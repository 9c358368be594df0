//! Exporting the rendered surface as a PNG file.
//!
//! The core only produces bytes ([`encode_png`]) and a resolved file name
//! ([`resolve_file_name`]); writing them somewhere is up to the caller,
//! with [`save_png`] covering the plain file-system case.

pub mod file;
pub mod types;

pub use file::{
    DEFAULT_FILE_NAME, EXPORT_EXTENSION, encode_png, ensure_directory_exists, expand_tilde,
    resolve_file_name, save_png,
};
pub use types::{ExportError, ExportedImage};
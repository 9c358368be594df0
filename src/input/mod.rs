//! Input handling and tool state machine.
//!
//! This module translates platform pointer and control events into drawing
//! actions. It maintains the current tool (brush or eraser), the drawing
//! parameters (color, width), the background theme and the canvas geometry
//! used to map client coordinates onto the backing store.

pub mod events;
pub mod state;
pub mod theme;
pub mod tool;

// Re-export commonly used types at module level
pub use events::{ClientPoint, EventResponse, InputEvent, PointerSample, PointerSource};
pub use state::{ExportRequest, InputState};
pub use theme::{Theme, ThemePalette};
pub use tool::Tool;
mod dot;
mod error;
mod graphviz;

pub use dot::to_dot;
pub use error::RenderError;
pub use graphviz::render_image;

use std::{
    ffi::OsString,
    fs,
    path::{Path, PathBuf},
};

use clap::ValueEnum;
use log::info;
use serde::{Deserialize, Serialize};

use crate::cfg::ControlFlowGraph;

/// Suffix put between the input name and the output extension.
pub const OUTPUT_SUFFIX: &str = ".graph";

#[derive(Debug, Default, Clone, Copy, PartialEq, Eq, Serialize, Deserialize, ValueEnum)]
#[serde(rename_all = "lowercase")]
pub enum OutputFormat {
    #[default]
    Png,
    Svg,
    Pdf,
    /// Graphviz source, no image
    Dot,
    /// The resolved graph as JSON
    Json,
}

impl OutputFormat {
    pub fn extension(self) -> &'static str {
        match self {
            Self::Png => "png",
            Self::Svg => "svg",
            Self::Pdf => "pdf",
            Self::Dot => "dot",
            Self::Json => "json",
        }
    }

    /// Name of the format as passed to `dot -T`, `None` for text outputs.
    pub fn graphviz_format(self) -> Option<&'static str> {
        match self {
            Self::Png | Self::Svg | Self::Pdf => Some(self.extension()),
            Self::Dot | Self::Json => None,
        }
    }
}

/// Presentation settings handed to Graphviz.
#[derive(Debug, Clone, PartialEq, Eq, Serialize, Deserialize)]
#[serde(default)]
pub struct RenderOptions {
    pub font_name: String,
    pub font_size: u32,
    /// Graphviz `rankdir`, `TB` draws the entry block at the top
    pub rank_dir: String,
    pub format: OutputFormat,
    /// Graphviz executable, looked up on `PATH` unless absolute
    pub dot_binary: PathBuf,
}

impl Default for RenderOptions {
    fn default() -> Self {
        Self {
            font_name: "IBM Plex Mono".into(),
            font_size: 18,
            rank_dir: "TB".into(),
            format: OutputFormat::default(),
            dot_binary: "dot".into(),
        }
    }
}

impl RenderOptions {
    /// Load options from a JSON file. Missing keys keep their defaults.
    pub fn from_file(path: impl AsRef<Path>) -> Result<Self, RenderError> {
        let path = path.as_ref();
        let text = fs::read_to_string(path).map_err(|source| RenderError::Io {
            path: path.to_path_buf(),
            source,
        })?;
        serde_json::from_str(&text).map_err(|source| RenderError::Options {
            path: path.to_path_buf(),
            source,
        })
    }
}

/// `<input>.graph.<ext>`, e.g. `prog.ir` becomes `prog.ir.graph.png`.
pub fn output_path(input: &Path, format: OutputFormat) -> PathBuf {
    let mut name = OsString::from(input.as_os_str());
    name.push(OUTPUT_SUFFIX);
    name.push(".");
    name.push(format.extension());
    PathBuf::from(name)
}

/// Pretty-printed JSON of the resolved graph.
pub fn to_json(cfg: &ControlFlowGraph) -> Result<String, RenderError> {
    Ok(serde_json::to_string_pretty(cfg)?)
}

/// Write `cfg` to `output` in the format selected by `options`.
pub fn emit(cfg: &ControlFlowGraph, options: &RenderOptions, output: &Path) -> Result<(), RenderError> {
    let write = |text: String| {
        fs::write(output, text).map_err(|source| RenderError::Io {
            path: output.to_path_buf(),
            source,
        })
    };
    match options.format {
        OutputFormat::Json => write(to_json(cfg)?)?,
        OutputFormat::Dot => write(to_dot(cfg, options)?)?,
        OutputFormat::Png | OutputFormat::Svg | OutputFormat::Pdf => {
            render_image(&to_dot(cfg, options)?, options, output)?
        }
    }
    info!("wrote {}", output.display());
    Ok(())
}
use log::debug;

use super::{BasicBlock, CfgError, ControlFlowGraph, ParsedCfg};

/// Second pass: replace every successor label with the id of its block.
///
/// Order and count of successors are preserved. Loops and unreachable blocks
/// are left as they are.
pub fn resolve(ParsedCfg { blocks, labels }: ParsedCfg) -> Result<ControlFlowGraph, CfgError> {
    let blocks = blocks
        .into_iter()
        .map(|block| -> Result<BasicBlock, CfgError> {
            let successors = block
                .successors
                .iter()
                .map(|label| match labels.get(label) {
                    Some(target) => {
                        debug!("{} -> {target} ({label})", block.id);
                        Ok(target.clone())
                    }
                    None => Err(CfgError::UnresolvedLabel {
                        label: label.clone(),
                        block: block.id.clone(),
                    }),
                })
                .collect::<Result<Vec<_>, _>>()?;
            Ok(BasicBlock { successors, ..block })
        })
        .collect::<Result<Vec<_>, _>>()?;
    Ok(ControlFlowGraph::from_blocks(blocks))
}
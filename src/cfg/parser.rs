use std::collections::{HashMap, HashSet};

use log::{debug, trace};

use crate::instruction::Instruction;

use super::{BasicBlock, CfgError};

/// Label name to the id of the block it opens.
pub type LabelIndex = HashMap<String, String>;

/// Output of the first pass: blocks whose successors are still label names.
#[derive(Debug, Clone, Default, PartialEq, Eq)]
pub struct ParsedCfg {
    pub blocks: Vec<BasicBlock>,
    pub labels: LabelIndex,
}

/// Group the lines of an IR listing into basic blocks.
///
/// Every line is stored verbatim (trimmed) in the block that is current when
/// it is read, including the block opening itself. Lines before the first
/// block opening are dropped without being looked at. A block keeps only its
/// first label; later label lines are still part of its source. A block ends
/// up with at most two successors.
pub fn parse<'a, I>(lines: I) -> Result<ParsedCfg, CfgError>
where
    I: IntoIterator<Item = &'a str>,
{
    let mut parsed = ParsedCfg::default();
    let mut opened = HashSet::new();
    for (i, raw) in lines.into_iter().enumerate() {
        let line = i + 1;
        let text = raw.trim();
        if parsed.blocks.is_empty() && !Instruction::opens_block(text) {
            debug!("{line}: dropping `{text}`, no block is open");
            continue;
        }
        for insn in Instruction::classify(text, line)? {
            trace!("{line}: {insn:?}");
            match insn {
                Instruction::BlockOpen { id } => {
                    if !opened.insert(id.clone()) {
                        return Err(CfgError::DuplicateBlock { id, line });
                    }
                    parsed.blocks.push(BasicBlock::new(id));
                }
                Instruction::Label { name } => {
                    let Some(block) = parsed.blocks.last_mut() else {
                        continue;
                    };
                    if block.label.is_some() {
                        trace!("{line}: {} already labelled, ignoring {name}", block.id);
                        continue;
                    }
                    if let Some(owner) = parsed.labels.get(&name) {
                        return Err(CfgError::DuplicateLabel {
                            label: name,
                            owner: owner.clone(),
                            line,
                        });
                    }
                    parsed.labels.insert(name.clone(), block.id.clone());
                    block.label = Some(name);
                }
                insn @ (Instruction::Jump { .. } | Instruction::Branch { .. }) => {
                    let Some(block) = parsed.blocks.last_mut() else {
                        continue;
                    };
                    block
                        .successors
                        .extend(insn.targets().into_iter().map(String::from));
                    if block.successors.len() > 2 {
                        return Err(CfgError::TooManySuccessors {
                            block: block.id.clone(),
                            count: block.successors.len(),
                        });
                    }
                }
                Instruction::Other => {}
            }
        }
        if let Some(block) = parsed.blocks.last_mut() {
            block.source_lines.push(text.to_string());
        }
    }
    Ok(parsed)
}
use std::{path::PathBuf, process::ExitStatus};

use thiserror::Error;

use crate::cfg::CfgError;

use super::OutputFormat;

#[derive(Debug, Error)]
pub enum RenderError {
    #[error("Graph is not renderable: {0}")]
    Graph(#[from] CfgError),
    #[error("Failed to format output: {0}")]
    Fmt(#[from] std::fmt::Error),
    #[error("Failed to serialize graph: {0}")]
    Json(#[from] serde_json::Error),
    #[error("{0:?} is not an image format")]
    NotAnImage(OutputFormat),
    #[error("Failed to run {}: {source}", binary.display())]
    Spawn {
        binary: PathBuf,
        source: std::io::Error,
    },
    #[error("Graphviz exited with {status}: {stderr}")]
    Graphviz { status: ExitStatus, stderr: String },
    #[error("I/O error on {}: {source}", path.display())]
    Io {
        path: PathBuf,
        source: std::io::Error,
    },
    #[error("Invalid render options in {}: {source}", path.display())]
    Options {
        path: PathBuf,
        source: serde_json::Error,
    },
}
//! Turn a linear, basic-block IR listing into a control-flow graph and hand
//! it to Graphviz.

use std::{fs, path::Path};

pub mod cfg;
pub mod errors;
pub mod instruction;
pub mod render;

pub use cfg::{BasicBlock, CfgError, ControlFlowGraph, Edge, EdgeKind};
pub use errors::IrGraphError;

/// Extension an input listing must carry.
pub const IR_EXTENSION: &str = "ir";

/// Parse and resolve an IR listing held in memory.
pub fn parse_cfg(source: &str) -> Result<ControlFlowGraph, CfgError> {
    let parsed = cfg::parse(source.lines())?;
    log::debug!(
        "{} blocks, {} labels",
        parsed.blocks.len(),
        parsed.labels.len()
    );
    cfg::resolve(parsed)
}

/// Read a `.ir` file and build its control-flow graph.
pub fn load(path: impl AsRef<Path>) -> Result<ControlFlowGraph, IrGraphError> {
    let path = path.as_ref();
    if path.extension().and_then(|ext| ext.to_str()) != Some(IR_EXTENSION) {
        return Err(IrGraphError::UnsupportedExtension(path.to_path_buf()));
    }
    let source = fs::read_to_string(path).map_err(|source| IrGraphError::Io {
        path: path.to_path_buf(),
        source,
    })?;
    log::trace!("{}: {} bytes", path.display(), source.len());
    Ok(parse_cfg(&source)?)
}
use std::{io::Write, path::PathBuf, process::ExitCode};

use clap::{ArgAction, Parser};
use log::{error, LevelFilter};

use irgraph::{
    render::{self, OutputFormat, RenderOptions},
    IrGraphError,
};

/// Draw the control-flow graph of a basic-block IR listing.
#[derive(Debug, Parser)]
#[command(name = "irgraph", version)]
struct Cli {
    /// IR listing to read, must end in `.ir`
    input: PathBuf,
    /// Output format, `png` unless set here or in the options file
    #[arg(short, long, value_enum)]
    format: Option<OutputFormat>,
    /// Output file, defaults to `<input>.graph.<format>`
    #[arg(short, long)]
    output: Option<PathBuf>,
    /// JSON file with render options
    #[arg(short, long)]
    config: Option<PathBuf>,
    /// Node and edge font
    #[arg(long)]
    font: Option<String>,
    #[arg(long)]
    font_size: Option<u32>,
    /// Graphviz executable
    #[arg(long)]
    dot: Option<PathBuf>,
    /// More logging, repeat for more
    #[arg(short, long, action = ArgAction::Count)]
    verbose: u8,
}

impl Cli {
    fn options(&self) -> Result<RenderOptions, IrGraphError> {
        let mut options = match &self.config {
            Some(path) => RenderOptions::from_file(path)?,
            None => RenderOptions::default(),
        };
        if let Some(format) = self.format {
            options.format = format;
        }
        if let Some(font) = &self.font {
            options.font_name = font.clone();
        }
        if let Some(size) = self.font_size {
            options.font_size = size;
        }
        if let Some(dot) = &self.dot {
            options.dot_binary = dot.clone();
        }
        Ok(options)
    }
}

fn run(cli: &Cli) -> Result<PathBuf, IrGraphError> {
    let options = cli.options()?;
    let cfg = irgraph::load(&cli.input)?;
    let output = cli
        .output
        .clone()
        .unwrap_or_else(|| render::output_path(&cli.input, options.format));
    render::emit(&cfg, &options, &output)?;
    Ok(output)
}

fn report(e: &IrGraphError, out: &mut impl Write) -> std::io::Result<()> {
    writeln!(out, "irgraph: {e}")
}

fn main() -> ExitCode {
    let cli = Cli::parse();
    let level = match cli.verbose {
        0 => LevelFilter::Warn,
        1 => LevelFilter::Info,
        2 => LevelFilter::Debug,
        _ => LevelFilter::Trace,
    };
    env_logger::Builder::new()
        .filter_level(level)
        .parse_default_env()
        .init();

    match run(&cli) {
        Ok(output) => {
            println!("{}", output.display());
            ExitCode::SUCCESS
        }
        Err(e) => {
            error!("{e}");
            // stays visible with RUST_LOG=off
            let _ = report(&e, &mut std::io::stderr());
            ExitCode::FAILURE
        }
    }
}

#[cfg(test)]
mod tests {
    use std::path::PathBuf;

    use super::report;
    use irgraph::IrGraphError;

    #[test]
    fn report_names_the_input() {
        let mut out = Vec::new();
        let e = IrGraphError::UnsupportedExtension(PathBuf::from("prog.txt"));
        report(&e, &mut out).unwrap();
        let text = String::from_utf8(out).unwrap();
        assert_eq!(text, "irgraph: Unsupported input prog.txt: expected a `.ir` file\n");
    }

    #[test]
    fn report_carries_io_cause() {
        let mut out = Vec::new();
        let e = irgraph::load("/nonexistent/prog.ir").unwrap_err();
        report(&e, &mut out).unwrap();
        let text = String::from_utf8(out).unwrap();
        assert!(text.starts_with("irgraph: Failed to read /nonexistent/prog.ir: "));
    }
}
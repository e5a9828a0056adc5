use std::collections::HashMap;

use serde::Serialize;

use super::{CfgError, Edge};

/// A straight-line run of IR lines with a single entry.
///
/// Before resolution `successors` holds label names, afterwards it holds the
/// ids of the blocks owning those labels. Order and count never change.
#[derive(Debug, Clone, PartialEq, Eq, Serialize)]
pub struct BasicBlock {
    pub id: String,
    #[serde(skip_serializing_if = "Option::is_none")]
    pub label: Option<String>,
    #[serde(rename = "src")]
    pub source_lines: Vec<String>,
    pub successors: Vec<String>,
}

impl BasicBlock {
    pub fn new(id: impl Into<String>) -> Self {
        Self {
            id: id.into(),
            label: None,
            source_lines: Vec::new(),
            successors: Vec::new(),
        }
    }
}

/// Resolved control-flow graph, blocks kept in order of first appearance.
#[derive(Debug, Clone, PartialEq, Eq, Serialize)]
pub struct ControlFlowGraph {
    blocks: Vec<BasicBlock>,
    #[serde(skip)]
    positions: HashMap<String, usize>,
}

impl ControlFlowGraph {
    pub(crate) fn from_blocks(blocks: Vec<BasicBlock>) -> Self {
        let positions = blocks
            .iter()
            .enumerate()
            .map(|(i, block)| (block.id.clone(), i))
            .collect();
        Self { blocks, positions }
    }

    pub fn blocks(&self) -> &[BasicBlock] {
        &self.blocks
    }

    pub fn get(&self, id: &str) -> Option<&BasicBlock> {
        self.positions.get(id).map(|&i| &self.blocks[i])
    }

    pub fn contains(&self, id: &str) -> bool {
        self.positions.contains_key(id)
    }

    pub fn len(&self) -> usize {
        self.blocks.len()
    }

    pub fn is_empty(&self) -> bool {
        self.blocks.is_empty()
    }

    /// The first block of the listing.
    pub fn entry(&self) -> Option<&BasicBlock> {
        self.blocks.first()
    }

    pub fn block_for_label(&self, label: &str) -> Option<&BasicBlock> {
        self.blocks
            .iter()
            .find(|block| block.label.as_deref() == Some(label))
    }

    /// Ids of blocks with an edge into `id`, in block order. A block with two
    /// edges into `id` is listed once.
    pub fn predecessors(&self, id: &str) -> Vec<&str> {
        self.blocks
            .iter()
            .filter(|block| block.successors.iter().any(|s| s == id))
            .map(|block| block.id.as_str())
            .collect()
    }

    /// Every classified edge of the graph, grouped by source block.
    pub fn edges(&self) -> Result<Vec<Edge<'_>>, CfgError> {
        let mut edges = Vec::new();
        for block in &self.blocks {
            edges.extend(block.edges()?);
        }
        Ok(edges)
    }
}
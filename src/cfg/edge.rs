use serde::Serialize;

use super::{BasicBlock, CfgError};

#[derive(Debug, Clone, Copy, PartialEq, Eq, Hash, Serialize)]
#[serde(rename_all = "snake_case")]
pub enum EdgeKind {
    /// The only way out of a block ending in a jump.
    Unconditional,
    /// Taken when the branch operand holds.
    True,
    /// Taken when the branch operand does not hold.
    False,
}

#[derive(Debug, Clone, Copy, PartialEq, Eq, Serialize)]
pub struct Edge<'a> {
    pub from: &'a str,
    pub to: &'a str,
    pub kind: EdgeKind,
}

impl BasicBlock {
    /// Classify the outgoing edges of a resolved block.
    ///
    /// No successor means no edge, one successor is an unconditional edge and
    /// two successors are the true and false sides of a branch, in that order.
    /// Any other count is rejected.
    pub fn edges(&self) -> Result<Vec<Edge<'_>>, CfgError> {
        let from = self.id.as_str();
        match self.successors.as_slice() {
            [] => Ok(vec![]),
            [to] => Ok(vec![Edge {
                from,
                to,
                kind: EdgeKind::Unconditional,
            }]),
            [if_true, if_false] => Ok(vec![
                Edge {
                    from,
                    to: if_true,
                    kind: EdgeKind::True,
                },
                Edge {
                    from,
                    to: if_false,
                    kind: EdgeKind::False,
                },
            ]),
            other => Err(CfgError::TooManySuccessors {
                block: self.id.clone(),
                count: other.len(),
            }),
        }
    }
}
use std::{
    io::Write,
    path::Path,
    process::{Command, Stdio},
    thread,
};

use log::debug;

use super::{RenderError, RenderOptions};

/// Feed DOT text to the Graphviz executable and write the image to `output`.
///
/// Stdin is written from a separate thread while stderr is collected, so a
/// chatty `dot` cannot block on a full pipe. When `dot` fails its exit status
/// and stderr are reported, even if it stopped reading its input early.
pub fn render_image(dot: &str, options: &RenderOptions, output: &Path) -> Result<(), RenderError> {
    let Some(format) = options.format.graphviz_format() else {
        return Err(RenderError::NotAnImage(options.format));
    };
    let binary = &options.dot_binary;
    debug!(
        "{} -T{format} -o {}",
        binary.display(),
        output.display()
    );
    let mut child = Command::new(binary)
        .arg(format!("-T{format}"))
        .arg("-o")
        .arg(output)
        .stdin(Stdio::piped())
        .stdout(Stdio::null())
        .stderr(Stdio::piped())
        .spawn()
        .map_err(|source| RenderError::Spawn {
            binary: binary.clone(),
            source,
        })?;
    let writer = child.stdin.take().map(|mut stdin| {
        let dot = dot.to_owned();
        thread::spawn(move || stdin.write_all(dot.as_bytes()))
    });
    let io_error = |source| RenderError::Io {
        path: binary.clone(),
        source,
    };
    let result = child.wait_with_output().map_err(io_error)?;
    let written = match writer.map(|handle| handle.join()) {
        Some(Ok(written)) => written,
        Some(Err(_)) => Err(std::io::Error::other("stdin writer panicked")),
        None => Ok(()),
    };
    if !result.status.success() {
        return Err(RenderError::Graphviz {
            status: result.status,
            stderr: String::from_utf8_lossy(&result.stderr).trim().to_string(),
        });
    }
    written.map_err(io_error)
}

#[cfg(test)]
mod tests {
    use std::path::Path;

    use super::render_image;
    use crate::render::{OutputFormat, RenderError, RenderOptions};

    #[test]
    fn refuses_text_formats() {
        let options = RenderOptions {
            format: OutputFormat::Json,
            ..Default::default()
        };
        assert!(matches!(
            render_image("digraph CFG {}", &options, Path::new("out.json")),
            Err(RenderError::NotAnImage(OutputFormat::Json))
        ));
    }

    #[test]
    fn missing_binary_is_reported() {
        let options = RenderOptions {
            dot_binary: "/nonexistent/irgraph-dot".into(),
            ..Default::default()
        };
        assert!(matches!(
            render_image("digraph CFG {}", &options, Path::new("out.png")),
            Err(RenderError::Spawn { .. })
        ));
    }

    #[cfg(unix)]
    #[test]
    fn early_exit_reports_status() {
        let options = RenderOptions {
            dot_binary: "false".into(),
            ..Default::default()
        };
        let mut dot = String::from("digraph CFG {\n");
        for i in 0..40_000 {
            dot.push_str(&format!("    \"BB{i}\" [label=\"BB{i}:\\lret\\l\"];\n"));
        }
        dot.push_str("}\n");
        assert!(dot.len() > 1 << 20);
        match render_image(&dot, &options, Path::new("out.png")) {
            Err(RenderError::Graphviz { status, .. }) => assert!(!status.success()),
            other => panic!("unexpected result {other:?}"),
        }
    }
}
use std::path::PathBuf;

use thiserror::Error;

use crate::{cfg::CfgError, render::RenderError};

#[derive(Debug, Error)]
pub enum IrGraphError {
    #[error("Unsupported input {}: expected a `.{}` file", .0.display(), crate::IR_EXTENSION)]
    UnsupportedExtension(PathBuf),
    #[error("Failed to read {}: {source}", path.display())]
    Io {
        path: PathBuf,
        source: std::io::Error,
    },
    #[error("Failed to build graph: {0}")]
    GraphError(CfgError),
    #[error("Failed to render graph: {0}")]
    RenderError(RenderError),
}

impl From<CfgError> for IrGraphError {
    fn from(e: CfgError) -> Self {
        IrGraphError::GraphError(e)
    }
}

impl From<RenderError> for IrGraphError {
    fn from(e: RenderError) -> Self {
        IrGraphError::RenderError(e)
    }
}
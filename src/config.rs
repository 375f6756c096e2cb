use std::env;
use std::path::PathBuf;

use crate::store::{BackendPreference, StoreOptions};

#[derive(Clone, Debug)]
pub struct Config {
    pub database_url: String,
    pub store_backend: BackendPreference,
    pub fallback_path: Option<PathBuf>,
    pub fallback_quota_bytes: Option<usize>,
}

impl Config {
    pub fn from_env() -> Result<Self, env::VarError> {
        Ok(Self {
            database_url: env::var("DATABASE_URL")
                .unwrap_or_else(|_| "sqlite:cosmolog.db?mode=rwc".to_string()),
            store_backend: env::var("STORE_BACKEND")
                .map(|s| BackendPreference::parse(&s))
                .unwrap_or_default(),
            fallback_path: match env::var("FALLBACK_STORE_PATH") {
                Ok(path) if path.is_empty() => None,
                Ok(path) => Some(PathBuf::from(path)),
                Err(_) => Some(PathBuf::from("cosmolog-store.json")),
            },
            fallback_quota_bytes: env::var("FALLBACK_STORE_QUOTA_BYTES")
                .ok()
                .and_then(|s| s.parse().ok()),
        })
    }

    pub fn store_options(&self) -> StoreOptions {
        StoreOptions {
            preference: self.store_backend,
            database_url: self.database_url.clone(),
            fallback_path: self.fallback_path.clone(),
            fallback_quota_bytes: self.fallback_quota_bytes,
        }
    }
}
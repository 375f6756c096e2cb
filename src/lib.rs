pub mod analytics;
pub mod config;
pub mod dashboard;
pub mod db;
pub mod error;
pub mod migrations;
pub mod models;
pub mod repositories;
pub mod store;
----------
[WHAT THE TASK REQUIRES] From the material above, please return each line containing "still".

[RESPONSE TO THIS TASK]
/// Output of the first pass: blocks whose successors are still label names.
/// first label; later label lines are still part of its source. A block ends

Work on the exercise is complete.